**WORK INSTRUCTIONS:** Return every line of the listing below, unchanged, from its first line to the line holding "n => multiplicity.select1(n", that line included.
--------------------------------------------------
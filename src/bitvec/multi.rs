//! `Multi<T>`: wraps any non-multiplicity `BitVec` `T` (the *occupancy*
//! vector, marking which positions are nonzero) together with a
//! [`SparseBitVec`] of cumulative per-position counts (the *multiplicity*
//! vector), producing a `BitVec` where a 1-bit position can have any
//! count greater than zero.
//!
//! This is how multiplicity is added to representations, such as
//! `DenseBitVec`, that don't support it natively: composition rather than
//! a separate code path per representation.

use crate::bitvec::sparse::{SparseBitVec, SparseBitVecBuilder};
use crate::bitvec::{BitVec, BitVecBuilder};
use std::collections::HashMap;

#[derive(Clone)]
pub struct Multi<T> {
    occupancy: T,
    /// Cumulative multiplicity up through each occupied position, so that
    /// `multiplicity.select1(n-1)` gives the total count through the n-th
    /// nonzero occupancy bit.
    multiplicity: SparseBitVec,
    num_ones: u32,
}

impl<T: BitVec> Multi<T> {
    fn new(occupancy: T, multiplicity: SparseBitVec) -> Self {
        let num_ones = match multiplicity.num_ones() {
            0 => 0,
            n => multiplicity.select1(n - 1),
        };
        Self {
            occupancy,
            multiplicity,
            num_ones,
        }
    }

    /// Rank of unique (occupied) positions below `bit_index`, ignoring
    /// multiplicity. Equivalent to `rank1` on the occupancy vector.
    pub fn unique_rank1(&self, bit_index: u32) -> u32 {
        self.occupancy.rank1(bit_index)
    }

    /// Rank of unoccupied positions below `bit_index`.
    pub fn unique_rank0(&self, bit_index: u32) -> u32 {
        self.occupancy.rank0(bit_index)
    }

    /// Position of the `n`-th unoccupied (zero) bit. Valid even though
    /// `Multi` as a whole reports `has_multiplicity() == true`, since
    /// zero-bit positions of the occupancy vector and of `Multi` coincide.
    pub fn unique_select0(&self, n: u32) -> u32 {
        self.occupancy.select0(n)
    }
}

impl<T: BitVec> BitVec for Multi<T> {
    fn rank1(&self, bit_index: u32) -> u32 {
        match self.occupancy.rank1(bit_index) {
            0 => 0,
            n => self.multiplicity.select1(n - 1),
        }
    }

    fn try_select1(&self, n: u32) -> Option<u32> {
        if n >= self.num_ones {
            return None;
        }
        let i = self.multiplicity.rank1(n + 1);
        self.occupancy.try_select1(i)
    }

    /// Delegates directly to the occupancy vector rather than going through
    /// the default `rank0`-based binary search: occupied and unoccupied
    /// positions coincide between `Multi` and its occupancy vector, so
    /// `occupancy`'s own (possibly accelerated) `try_select0` is exact.
    fn try_select0(&self, n: u32) -> Option<u32> {
        assert!(
            !self.has_multiplicity(),
            "select0 is not supported on a bit vector with multiplicity"
        );
        self.occupancy.try_select0(n)
    }

    fn num_ones(&self) -> u32 {
        self.num_ones
    }

    fn num_unique_ones(&self) -> u32 {
        self.occupancy.num_ones()
    }

    fn universe_size(&self) -> u32 {
        self.occupancy.universe_size()
    }
}

#[derive(Default, Clone)]
pub struct MultiOptions<O: Default + Clone> {
    pub occupancy_options: O,
}

#[derive(Clone)]
pub struct MultiBuilder<B: BitVecBuilder> {
    occupancy: B,
    /// Map from 1-bit index to its accumulated multiplicity (count).
    multiplicity: HashMap<u32, u32>,
}

impl<B: BitVecBuilder> BitVecBuilder for MultiBuilder<B> {
    type Target = Multi<B::Target>;
    type Options = MultiOptions<B::Options>;

    fn new(universe_size: u32) -> Self {
        Self {
            occupancy: B::new(universe_size),
            multiplicity: HashMap::new(),
        }
    }

    fn one_count(&mut self, bit_index: u32, count: u32) {
        if count > 0 {
            self.occupancy.one(bit_index);
            *self.multiplicity.entry(bit_index).or_insert(0) += count;
        }
    }

    fn build_with_options(mut self, options: Self::Options) -> Multi<B::Target> {
        let mut kv: Vec<_> = self.multiplicity.into_iter().collect();
        kv.sort_by_key(|(k, _v)| *k);

        let mut cumulative_counts: Vec<_> = kv.into_iter().map(|(_k, v)| v).collect();
        let mut acc = 0;
        for x in cumulative_counts.iter_mut() {
            acc += *x;
            *x = acc;
        }

        let occupancy = self.occupancy.build_with_options(options.occupancy_options);

        let universe_size = if acc > 0 { acc + 1 } else { 0 };
        let multiplicity = SparseBitVecBuilder::from_ones(universe_size, &cumulative_counts);
        Multi::new(occupancy, multiplicity)
    }
}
--------------------------------------------------
**ANSWER SECTION:**
filename src/bitvec/multi.rs
//! `Multi<T>`: wraps any non-multiplicity `BitVec` `T` (the *occupancy*
//! vector, marking which positions are nonzero) together with a
//! [`SparseBitVec`] of cumulative per-position counts (the *multiplicity*
//! vector), producing a `BitVec` where a 1-bit position can have any
//! count greater than zero.
//!
//! This is how multiplicity is added to representations, such as
//! `DenseBitVec`, that don't support it natively: composition rather than
//! a separate code path per representation.

use crate::bitvec::sparse::{SparseBitVec, SparseBitVecBuilder};
use crate::bitvec::{BitVec, BitVecBuilder};
use std::collections::HashMap;

#[derive(Clone)]
pub struct Multi<T> {
    occupancy: T,
    /// Cumulative multiplicity up through each occupied position, so that
    /// `multiplicity.select1(n-1)` gives the total count through the n-th
    /// nonzero occupancy bit.
    multiplicity: SparseBitVec,
    num_ones: u32,
}

impl<T: BitVec> Multi<T> {
    fn new(occupancy: T, multiplicity: SparseBitVec) -> Self {
        let num_ones = match multiplicity.num_ones() {
            0 => 0,
            n => multiplicity.select1(n - 1),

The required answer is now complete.